Онлайн просмотр документа "Есин А.Б. - Введение в культурологию - Основные понятия культурологии в систематическом изложении"
Текст 6 страницы из документа "Есин А.Б. - Введение в культурологию - Основные понятия культурологии в систематическом изложении"
Именно вследствие своего равнодушия цинизм, как это ни парадоксально, принимает мир почти эпически, поскольку мир нужен цинику как средство самореализации. Существеннейшим отличием от эпики, разумеется, остается то, что цинизм отрицает значимость любой ценности в мире, кроме своего собственного «я», а следовательно, его приятие мира есть в своей основе безразличие: цинику все равно, каков мир — добр, зол, справедлив, низмен, возвышен и т.п. Может быть, для циника даже предпочтительнее видеть мир населенным кретинами и негодяями: это добавляет ему чувство самоутверждения и даже превосходства над миром. В заостренной форме это явление иллюстрируется жизненным кредо министра-администратора из пьесы Е.Шварца «Обыкновенное чудо»: «Ах, дорогая, а кто хорош? Весь мир таков, что стесняться нечего... Чего тут стесняться, когда мир создан совершенно не на мой вкус. Береза — тупица, дуб — осел. Речка — идиотка. Облака — кретины. Люди — мошенники. Все! Даже грудные младенцы только об одном мечтают, как бы пожрать и поспать. Да ну его! Чего там в самом деле!»

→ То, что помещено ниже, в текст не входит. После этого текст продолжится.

impl PageComposer {
    fn new(doc_title: &str, footer_note: String) -> EngineResult<PageComposer> {
        let geometry = PageGeometry::default();
        let (doc, page, layer) =
            PdfDocument::new(doc_title, Mm(geometry.width()), Mm(geometry.height()), "Layer 1");
        let layer_ref = doc.get_page(page).get_layer(layer);
        let regular = doc
            .add_builtin_font(BuiltinFont::Helvetica)
            .map_err(|e| EngineError::Render(e.to_string()))?;
        let bold = doc
            .add_builtin_font(BuiltinFont::HelveticaBold)
            .map_err(|e| EngineError::Render(e.to_string()))?;
        Ok(PageComposer {
            doc,
            pages: vec![(page, layer)],
            layer: layer_ref,
            regular,
            bold,
            geometry,
            cursor: geometry.content_top(),
            running_header: None,
            footer_note,
        })
    }

    fn usable_width(&self) -> f32 {
        self.geometry.usable_width()
    }

    fn left(&self) -> f32 {
        self.geometry.margin.left
    }

    fn space_remaining(&self) -> f32 {
        self.cursor - self.geometry.content_bottom()
    }

    fn ensure_space(&mut self, needed: f32) {
        if self.space_remaining() < needed {
            self.page_break();
        }
    }

    /// From this point on, page breaks repeat the client line as a small
    /// header so continuation pages stay attributable.
    fn set_running_header(&mut self) {
        self.running_header = Some(self.footer_note.clone());
    }

    fn page_break(&mut self) {
        let (page, layer) =
            self.doc.add_page(Mm(self.geometry.width()), Mm(self.geometry.height()), "Layer 1");
        self.pages.push((page, layer));
        self.layer = self.doc.get_page(page).get_layer(layer);
        self.cursor = self.geometry.content_top();

        if let Some(header) = self.running_header.clone() {
            self.set_text_gray(0.45);
            self.layer.use_text(
                header,
                SMALL_SIZE,
                Mm(self.left()),
                Mm(self.cursor - 3.0),
                &self.regular,
            );
            self.set_text_gray(0.0);
            self.hairline(self.cursor - 5.0, 0.7);
            self.cursor -= 10.0;
        }
    }

    /// Text is painted with the fill color, so this doubles as the text
    /// color setter.
    fn set_text_gray(&self, level: f32) {
        self.layer.set_fill_color(Color::Rgb(Rgb::new(level, level, level, None)));
    }

    fn title(&mut self, text: &str) {
        self.ensure_space(14.0);
        self.cursor -= TITLE_SIZE * PT_TO_MM;
        self.layer.use_text(text, TITLE_SIZE, Mm(self.left()), Mm(self.cursor), &self.bold);
        self.cursor -= 4.0;
    }

    /// Section heading with a rule underneath. Reserves room for a couple of
    /// following lines so a heading never strands at a page bottom.
    fn heading(&mut self, text: &str) {
        self.ensure_space(HEADING_SIZE * PT_TO_MM + 4.0 + 2.0 * LINE_HEIGHT);
        self.cursor -= HEADING_SIZE * PT_TO_MM + 2.0;
        self.layer.use_text(text, HEADING_SIZE, Mm(self.left()), Mm(self.cursor), &self.bold);
        self.hairline(self.cursor - 1.5, 0.75);
        self.cursor -= 4.0;
    }

    fn paragraph(&mut self, text: &str) {
        for line in wrap_text(text, BODY_SIZE, self.usable_width()) {
            self.ensure_space(LINE_HEIGHT);
            self.cursor -= LINE_HEIGHT;
            self.layer.use_text(line, BODY_SIZE, Mm(self.left()), Mm(self.cursor), &self.regular);
        }
    }

    fn bullet(&mut self, text: &str) {
        let indent = 6.0;
        let mut first = true;
        for line in wrap_text(text, BODY_SIZE, self.usable_width() - indent) {
            self.ensure_space(LINE_HEIGHT);
            self.cursor -= LINE_HEIGHT;
            if first {
                // 0x95 in WinAnsi, safe with the built-in fonts.
                self.layer.use_text(
                    "\u{2022}",
                    BODY_SIZE,
                    Mm(self.left()),
                    Mm(self.cursor),
                    &self.regular,
                );
                first = false;
            }
            self.layer.use_text(
                line,
                BODY_SIZE,
                Mm(self.left() + indent),
                Mm(self.cursor),
                &self.regular,
            );
        }
    }

    fn small_note(&mut self, text: &str) {
        self.ensure_space(LINE_HEIGHT);
        self.cursor -= LINE_HEIGHT;
        self.set_text_gray(0.35);
        self.layer.use_text(text, SMALL_SIZE, Mm(self.left()), Mm(self.cursor), &self.regular);
        self.set_text_gray(0.0);
    }

    fn label_value(&mut self, label: &str, value: &str) {
        self.ensure_space(LINE_HEIGHT + 1.0);
        self.cursor -= LINE_HEIGHT + 1.0;
        self.layer.use_text(label, BODY_SIZE, Mm(self.left()), Mm(self.cursor), &self.bold);
        self.layer.use_text(
            value,
            BODY_SIZE,
            Mm(self.left() + 40.0),
            Mm(self.cursor),
            &self.regular,
        );
    }

    fn total_line(&mut self, label: &str, value: &str) {
        self.ensure_space(10.0);
        self.cursor -= 8.0;
        self.layer.use_text(label, HEADING_SIZE, Mm(self.left()), Mm(self.cursor), &self.bold);
        let x = self.left() + self.usable_width() - text_width_mm(value, HEADING_SIZE);
        self.layer.use_text(value, HEADING_SIZE, Mm(x), Mm(self.cursor), &self.bold);
        self.cursor -= 2.0;
    }

    fn gap(&mut self, mm: f32) {
        self.cursor -= mm;
    }

    fn hairline(&self, y: f32, gray: f32) {
        self.layer.set_outline_color(Color::Rgb(Rgb::new(gray, gray, gray, None)));
        self.layer.set_outline_thickness(0.4);
        self.draw_line(self.left(), y, self.left() + self.usable_width(), y);
    }

    fn draw_line(&self, x1: f32, y1: f32, x2: f32, y2: f32) {
        let line = Line {
            points: vec![
                (Point::new(Mm(x1), Mm(y1)), false),
                (Point::new(Mm(x2), Mm(y2)), false),
            ],
            is_closed: false,
        };
        self.layer.add_line(line);
    }

    fn fill_rect(&self, x: f32, y: f32, width: f32, height: f32, gray: f32) {
        self.layer.set_fill_color(Color::Rgb(Rgb::new(gray, gray, gray, None)));
        let ring = vec![
            (Point::new(Mm(x), Mm(y)), false),
            (Point::new(Mm(x + width), Mm(y)), false),
            (Point::new(Mm(x + width), Mm(y + height)), false),
            (Point::new(Mm(x), Mm(y + height)), false),
        ];
        self.layer.add_polygon(Polygon {
            rings: vec![ring],
            mode: PaintMode::Fill,
            winding_order: WindingOrder::NonZero,
        });
        self.set_text_gray(0.0);
    }

    /// Table with a shaded header row. Rows break across pages one at a
    /// time, and every continuation page repeats the header row.
    fn table(&mut self, columns: &[TableColumn], rows: &[Vec<String>]) {
        self.table_header(columns);
        for row in rows {
            let wrapped: Vec<Vec<String>> = row
                .iter()
                .zip(columns)
                .map(|(cell, col)| wrap_text(cell, BODY_SIZE, col.width - 2.0 * CELL_PAD))
                .collect();
            let lines = wrapped.iter().map(Vec::len).max().unwrap_or(1).max(1);
            let row_height = lines as f32 * LINE_HEIGHT + 2.0;

            if self.space_remaining() < row_height {
                self.page_break();
                self.table_header(columns);
            }

            let top = self.cursor;
            for (cell_lines, (col, x)) in
                wrapped.iter().zip(column_positions(columns, self.left()))
            {
                let mut y = top - LINE_HEIGHT;
                for line in cell_lines {
                    let text_x = if col.align_right {
                        x + col.width - CELL_PAD - text_width_mm(line, BODY_SIZE)
                    } else {
                        x + CELL_PAD
                    };
                    self.layer.use_text(line, BODY_SIZE, Mm(text_x), Mm(y), &self.regular);
                    y -= LINE_HEIGHT;
                }
            }
            self.cursor = top - row_height;
            self.hairline(self.cursor + 1.0, 0.82);
        }
    }

    fn table_header(&mut self, columns: &[TableColumn]) {
        let height = LINE_HEIGHT + 2.0;
        self.ensure_space(height + LINE_HEIGHT);
        let top = self.cursor;
        let width: f32 = columns.iter().map(|c| c.width).sum();
        self.fill_rect(self.left(), top - height, width, height, 0.9);
        for (col, x) in columns.iter().zip(column_positions(columns, self.left()).into_iter().map(|(_, x)| x)) {
            let text_x = if col.align_right {
                x + col.width - CELL_PAD - text_width_mm(col.header, BODY_SIZE)
            } else {
                x + CELL_PAD
            };
            self.layer.use_text(col.header, BODY_SIZE, Mm(text_x), Mm(top - LINE_HEIGHT), &self.bold);
        }
        self.cursor = top - height;
    }

    /// Places the logo against the top-right corner without moving the
    /// cursor; the title block flows beside it.
    fn logo_top_right(&self, logo: &ResolvedImage, max_width: f32, max_height: f32) {
        let (width, height) = fit_box(logo.aspect(), f64::from(max_width), f64::from(max_height));
        let (width, height) = (width as f32, height as f32);
        let x = self.left() + self.usable_width() - width;
        let y = self.geometry.content_top() - height;
        embed_rgb(&self.layer, logo, x, y, width);
    }

    fn signature_block(&mut self) {
        self.ensure_space(28.0);
        let rule_y = self.cursor - 16.0;
        let rule_width = 62.0;
        let left_x = self.left();
        let right_x = self.left() + self.usable_width() - rule_width;

        self.layer.set_outline_color(Color::Rgb(Rgb::new(0.0, 0.0, 0.0, None)));
        self.layer.set_outline_thickness(0.5);
        self.draw_line(left_x, rule_y, left_x + rule_width, rule_y);
        self.draw_line(right_x, rule_y, right_x + rule_width, rule_y);

        self.layer.use_text("Client", SMALL_SIZE, Mm(left_x), Mm(rule_y - 4.0), &self.regular);
        self.layer.use_text(
            "For the Studio",
            SMALL_SIZE,
            Mm(right_x),
            Mm(rule_y - 4.0),
            &self.regular,
        );
        self.cursor = rule_y - 10.0;
    }

    fn save(self) -> EngineResult<Vec<u8>> {
        let total = self.pages.len();
        let footer_y = self.geometry.content_bottom() - 8.0;
        for (i, (page, layer)) in self.pages.iter().enumerate() {
            let layer_ref = self.doc.get_page(*page).get_layer(*layer);
            layer_ref.set_fill_color(Color::Rgb(Rgb::new(0.45, 0.45, 0.45, None)));
            layer_ref.use_text(
                &self.footer_note,
                SMALL_SIZE,
                Mm(self.geometry.margin.left),
                Mm(footer_y),
                &self.regular,
            );
            let page_text = format!("Page {} of {}", i + 1, total);
            let x = self.geometry.margin.left + self.geometry.usable_width()
                - text_width_mm(&page_text, SMALL_SIZE);
            layer_ref.use_text(page_text, SMALL_SIZE, Mm(x), Mm(footer_y), &self.regular);
        }

        let mut bytes = Vec::new();
        {
            let mut writer = BufWriter::new(Cursor::new(&mut bytes));
            self.doc.save(&mut writer).map_err(|e| EngineError::Render(e.to_string()))?;
        }
        Ok(bytes)
    }
}
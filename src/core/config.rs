#[derive(Debug, Clone, Copy)]
pub enum PageSize {
    A4,
    Letter,
}

impl PageSize {
    /// (width, height) in millimeters, portrait.
    pub fn dimensions(self) -> (f32, f32) {
        match self {
            PageSize::A4 => (210.0, 297.0),
            PageSize::Letter => (215.9, 279.4),
        }
    }
}

#[derive(Debug, Clone, Copy)]
pub struct Margin {
    pub top: f32,
    pub bottom: f32,
    pub left: f32,
    pub right: f32,
}

impl Default for Margin {
    fn default() -> Self {
        Margin::uniform(20.0)
    }
}

impl Margin {
    pub fn uniform(size: f32) -> Self {
        Margin { top: size, bottom: size, left: size, right: size }
    }
}

/// Geometry of a fixed page, in millimeters. The pagination planner and the
/// fixed-page renderer both derive their capacity numbers from this.
#[derive(Debug, Clone, Copy)]
pub struct PageGeometry {
    pub size: PageSize,
    pub margin: Margin,
}

impl Default for PageGeometry {
    fn default() -> Self {
        PageGeometry { size: PageSize::A4, margin: Margin::default() }
    }
}

impl PageGeometry {
    pub fn width(&self) -> f32 {
        self.size.dimensions().0
    }

    pub fn height(&self) -> f32 {
        self.size.dimensions().1
    }

    pub fn usable_width(&self) -> f32 {
        self.width() - self.margin.left - self.margin.right
    }

    pub fn usable_height(&self) -> f32 {
        self.height() - self.margin.top - self.margin.bottom
    }

    /// Top of the content area measured from the page bottom, the coordinate
    /// system the fixed-page renderer draws in.
    pub fn content_top(&self) -> f32 {
        self.height() - self.margin.top
    }

    pub fn content_bottom(&self) -> f32 {
        self.margin.bottom
    }
}
impl Package {
    pub fn new(title: impl Into<String>) -> Self {
        Package { title: title.into(), slides: Vec::new(), media: Vec::new() }
    }

    /// Registers a PNG once; the same handle may be placed on many slides.
    pub fn add_png(&mut self, bytes: Vec<u8>) -> MediaRef {
        self.media.push(bytes);
        MediaRef(self.media.len() - 1)
    }

    pub fn push_slide(&mut self, slide: SlideBuilder) {
        self.slides.push(slide);
    }

    pub fn slide_count(&self) -> usize {
        self.slides.len()
    }

    /// Serializes the package. Part contents carry no timestamps and the
    /// archive uses a fixed modification time, so identical input produces
    /// identical bytes.
    pub fn save_to_buffer(&self) -> EngineResult<Vec<u8>> {
        let mut zip = zip::ZipWriter::new(Cursor::new(Vec::new()));
        let options = FileOptions::default()
            .compression_method(CompressionMethod::Deflated)
            .last_modified_time(zip::DateTime::default());

        let mut write_part = |zip: &mut zip::ZipWriter<Cursor<Vec<u8>>>,
                              name: &str,
                              bytes: &[u8]|
         -> EngineResult<()> {
            zip.start_file(name, options)
                .map_err(|e| EngineError::Render(format!("slide package entry {name}: {e}")))?;
            zip.write_all(bytes)?;
            Ok(())
        };

        write_part(&mut zip, "[Content_Types].xml", self.content_types().as_bytes())?;
        write_part(&mut zip, "_rels/.rels", Self::root_rels().as_bytes())?;
        write_part(&mut zip, "docProps/core.xml", self.core_props().as_bytes())?;
        write_part(&mut zip, "docProps/app.xml", Self::app_props().as_bytes())?;
        write_part(&mut zip, "ppt/presentation.xml", self.presentation().as_bytes())?;
        write_part(&mut zip, "ppt/_rels/presentation.xml.rels", self.presentation_rels().as_bytes())?;
        write_part(&mut zip, "ppt/slideMasters/slideMaster1.xml", Self::slide_master().as_bytes())?;
        write_part(
            &mut zip,
            "ppt/slideMasters/_rels/slideMaster1.xml.rels",
            Self::master_rels().as_bytes(),
        )?;
        write_part(&mut zip, "ppt/slideLayouts/slideLayout1.xml", Self::slide_layout().as_bytes())?;
        write_part(
            &mut zip,
            "ppt/slideLayouts/_rels/slideLayout1.xml.rels",
            Self::layout_rels().as_bytes(),
        )?;
        write_part(&mut zip, "ppt/theme/theme1.xml", Self::theme().as_bytes())?;

        for (index, slide) in self.slides.iter().enumerate() {
            write_part(
                &mut zip,
                &format!("ppt/slides/slide{}.xml", index + 1),
                slide.part_xml().as_bytes(),
            )?;
            write_part(
                &mut zip,
                &format!("ppt/slides/_rels/slide{}.xml.rels", index + 1),
                slide.rels_xml().as_bytes(),
            )?;
        }
        for (index, bytes) in self.media.iter().enumerate() {
            write_part(&mut zip, &format!("ppt/media/image{}.png", index + 1), bytes)?;
        }

        let cursor = zip
            .finish()
            .map_err(|e| EngineError::Render(format!("slide package finish: {e}")))?;
        Ok(cursor.into_inner())
    }

    fn content_types(&self) -> String {
        let mut overrides = String::new();
        for index in 1..=self.slides.len() {
            overrides.push_str(&format!(
                "<Override PartName=\"/ppt/slides/slide{index}.xml\" ContentType=\"application/vnd.openxmlformats-officedocument.presentationml.slide+xml\"/>"
            ));
        }
        format!(
            "{XML_DECL}<Types xmlns=\"http://schemas.openxmlformats.org/package/2006/content-types\">\
<Default Extension=\"rels\" ContentType=\"application/vnd.openxmlformats-package.relationships+xml\"/>\
<Default Extension=\"xml\" ContentType=\"application/xml\"/>\
<Default Extension=\"png\" ContentType=\"image/png\"/>\
<Override PartName=\"/ppt/presentation.xml\" ContentType=\"application/vnd.openxmlformats-officedocument.presentationml.presentation.main+xml\"/>\
<Override PartName=\"/ppt/slideMasters/slideMaster1.xml\" ContentType=\"application/vnd.openxmlformats-officedocument.presentationml.slideMaster+xml\"/>\
<Override PartName=\"/ppt/slideLayouts/slideLayout1.xml\" ContentType=\"application/vnd.openxmlformats-officedocument.presentationml.slideLayout+xml\"/>\
<Override PartName=\"/ppt/theme/theme1.xml\" ContentType=\"application/vnd.openxmlformats-officedocument.theme+xml\"/>\
{overrides}\
<Override PartName=\"/docProps/core.xml\" ContentType=\"application/vnd.openxmlformats-package.core-properties+xml\"/>\
<Override PartName=\"/docProps/app.xml\" ContentType=\"application/vnd.openxmlformats-officedocument.extended-properties+xml\"/>\
</Types>"
        )
    }

    fn root_rels() -> String {
        format!(
            "{XML_DECL}<Relationships xmlns=\"http://schemas.openxmlformats.org/package/2006/relationships\">\
<Relationship Id=\"rId1\" Type=\"http://schemas.openxmlformats.org/officeDocument/2006/relationships/officeDocument\" Target=\"ppt/presentation.xml\"/>\
<Relationship Id=\"rId2\" Type=\"http://schemas.openxmlformats.org/package/2006/relationships/metadata/core-properties\" Target=\"docProps/core.xml\"/>\
<Relationship Id=\"rId3\" Type=\"http://schemas.openxmlformats.org/officeDocument/2006/relationships/extended-properties\" Target=\"docProps/app.xml\"/>\
</Relationships>"
        )
    }

    fn core_props(&self) -> String {
        format!(
            "{XML_DECL}<cp:coreProperties xmlns:cp=\"http://schemas.openxmlformats.org/package/2006/metadata/core-properties\" xmlns:dc=\"http://purl.org/dc/elements/1.1/\" xmlns:dcterms=\"http://purl.org/dc/terms/\" xmlns:dcmitype=\"http://purl.org/dc/dcmitype/\" xmlns:xsi=\"http://www.w3.org/2001/XMLSchema-instance\">\
<dc:title>{title}</dc:title><dc:creator>studio-docs</dc:creator></cp:coreProperties>",
            title = escape_xml(&self.title),
        )
    }

    fn app_props() -> String {
        format!(
            "{XML_DECL}<Properties xmlns=\"http://schemas.openxmlformats.org/officeDocument/2006/extended-properties\" xmlns:vt=\"http://schemas.openxmlformats.org/officeDocument/2006/docPropsVTypes\">\
<Application>studio-docs</Application></Properties>"
        )
    }

    fn presentation(&self) -> String {
        let mut slide_ids = String::new();
        for index in 0..self.slides.len() {
            slide_ids.push_str(&format!(
                "<p:sldId id=\"{id}\" r:id=\"rId{rid}\"/>",
                id = 256 + index,
                rid = index + 2,
            ));
        }
        format!(
            "{XML_DECL}<p:presentation {NS}>\
<p:sldMasterIdLst><p:sldMasterId id=\"2147483648\" r:id=\"rId1\"/></p:sldMasterIdLst>\
<p:sldIdLst>{slide_ids}</p:sldIdLst>\
<p:sldSz cx=\"{SLIDE_WIDTH}\" cy=\"{SLIDE_HEIGHT}\"/><p:notesSz cx=\"6858000\" cy=\"9144000\"/>\
</p:presentation>"
        )
    }

    fn presentation_rels(&self) -> String {
        let mut rels = String::from(
            "<Relationship Id=\"rId1\" Type=\"http://schemas.openxmlformats.org/officeDocument/2006/relationships/slideMaster\" Target=\"slideMasters/slideMaster1.xml\"/>",
        );
        for index in 0..self.slides.len() {
            rels.push_str(&format!(
                "<Relationship Id=\"rId{rid}\" Type=\"http://schemas.openxmlformats.org/officeDocument/2006/relationships/slide\" Target=\"slides/slide{slide}.xml\"/>",
                rid = index + 2,
                slide = index + 1,
            ));
        }
        format!("{XML_DECL}<Relationships xmlns=\"http://schemas.openxmlformats.org/package/2006/relationships\">{rels}</Relationships>")
    }

    fn empty_sp_tree() -> &'static str {
        "<p:spTree><p:nvGrpSpPr><p:cNvPr id=\"1\" name=\"\"/><p:cNvGrpSpPr/><p:nvPr/></p:nvGrpSpPr>\
<p:grpSpPr><a:xfrm><a:off x=\"0\" y=\"0\"/><a:ext cx=\"0\" cy=\"0\"/><a:chOff x=\"0\" y=\"0\"/><a:chExt cx=\"0\" cy=\"0\"/></a:xfrm></p:grpSpPr></p:spTree>"
    }

    fn slide_master() -> String {
        format!(
            "{XML_DECL}<p:sldMaster {NS}><p:cSld>\
<p:bg><p:bgPr><a:solidFill><a:srgbClr val=\"FFFFFF\"/></a:solidFill><a:effectLst/></p:bgPr></p:bg>\
{tree}</p:cSld>\
<p:clrMap bg1=\"lt1\" tx1=\"dk1\" bg2=\"lt2\" tx2=\"dk2\" accent1=\"accent1\" accent2=\"accent2\" accent3=\"accent3\" accent4=\"accent4\" accent5=\"accent5\" accent6=\"accent6\" hlink=\"hlink\" folHlink=\"folHlink\"/>\
<p:sldLayoutIdLst><p:sldLayoutId id=\"2147483649\" r:id=\"rId1\"/></p:sldLayoutIdLst>\
</p:sldMaster>",
            tree = Self::empty_sp_tree(),
        )
    }

    fn master_rels() -> String {
        format!(
            "{XML_DECL}<Relationships xmlns=\"http://schemas.openxmlformats.org/package/2006/relationships\">\
<Relationship Id=\"rId1\" Type=\"http://schemas.openxmlformats.org/officeDocument/2006/relationships/slideLayout\" Target=\"../slideLayouts/slideLayout1.xml\"/>\
<Relationship Id=\"rId2\" Type=\"http://schemas.openxmlformats.org/officeDocument/2006/relationships/theme\" Target=\"../theme/theme1.xml\"/>\
</Relationships>"
        )
    }

    fn slide_layout() -> String {
        format!(
            "{XML_DECL}<p:sldLayout {NS} type=\"blank\" preserve=\"1\"><p:cSld name=\"Blank\">{tree}</p:cSld>\
<p:clrMapOvr><a:masterClrMapping/></p:clrMapOvr></p:sldLayout>",
            tree = Self::empty_sp_tree(),
        )
    }

    fn layout_rels() -> String {
        format!(
            "{XML_DECL}<Relationships xmlns=\"http://schemas.openxmlformats.org/package/2006/relationships\">\
<Relationship Id=\"rId1\" Type=\"http://schemas.openxmlformats.org/officeDocument/2006/relationships/slideMaster\" Target=\"../slideMasters/slideMaster1.xml\"/>\
</Relationships>"
        )
    }

    // A schema-complete theme is required by the master part even though
    // every shape in the deck carries explicit colors.
    fn theme() -> String {
        let fills = "<a:solidFill><a:schemeClr val=\"phClr\"/></a:solidFill>".repeat(3);
        let lines = [6350, 12700, 19050]
            .iter()
            .map(|w| format!("<a:ln w=\"{w}\"><a:solidFill><a:schemeClr val=\"phClr\"/></a:solidFill></a:ln>"))
            .collect::<String>();
        let effects = "<a:effectStyle><a:effectLst/></a:effectStyle>".repeat(3);
        format!(
            "{XML_DECL}<a:theme xmlns:a=\"http://schemas.openxmlformats.org/drawingml/2006/main\" name=\"Studio\"><a:themeElements>\
<a:clrScheme name=\"Studio\">\
<a:dk1><a:sysClr val=\"windowText\" lastClr=\"000000\"/></a:dk1>\
<a:lt1><a:sysClr val=\"window\" lastClr=\"FFFFFF\"/></a:lt1>\
<a:dk2><a:srgbClr val=\"2E2A26\"/></a:dk2>\
<a:lt2><a:srgbClr val=\"EFECE6\"/></a:lt2>\
<a:accent1><a:srgbClr val=\"B0865A\"/></a:accent1>\
<a:accent2><a:srgbClr val=\"E3B448\"/></a:accent2>\
<a:accent3><a:srgbClr val=\"7FA88F\"/></a:accent3>\
<a:accent4><a:srgbClr val=\"A56E7F\"/></a:accent4>\
<a:accent5><a:srgbClr val=\"5E7B9B\"/></a:accent5>\
<a:accent6><a:srgbClr val=\"53828B\"/></a:accent6>\
<a:hlink><a:srgbClr val=\"5E7B9B\"/></a:hlink>\
<a:folHlink><a:srgbClr val=\"8064A2\"/></a:folHlink>\
</a:clrScheme>\
<a:fontScheme name=\"Studio\">\
<a:majorFont><a:latin typeface=\"Calibri Light\"/><a:ea typeface=\"\"/><a:cs typeface=\"\"/></a:majorFont>\
<a:minorFont><a:latin typeface=\"Calibri\"/><a:ea typeface=\"\"/><a:cs typeface=\"\"/></a:minorFont>\
</a:fontScheme>\
<a:fmtScheme name=\"Office\">\
<a:fillStyleLst>{fills}</a:fillStyleLst>\
<a:lnStyleLst>{lines}</a:lnStyleLst>\
<a:effectStyleLst>{effects}</a:effectStyleLst>\
<a:bgFillStyleLst>{fills}</a:bgFillStyleLst>\
</a:fmtScheme></a:themeElements></a:theme>"
        )
    }
}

Взаимная компенсация цинизма и сентиментальности в высшей степени естественна: это, по сути, две стороны одной медали. Для циника сентиментальность — наиболее простой и, так сказать, наименее обременительный способ утвердить собственную человечность. «О, дайте мне хоть разок посентиментальничать! Я так устал быть циником!» — восклицает герой романа В.Набокова «Лолита».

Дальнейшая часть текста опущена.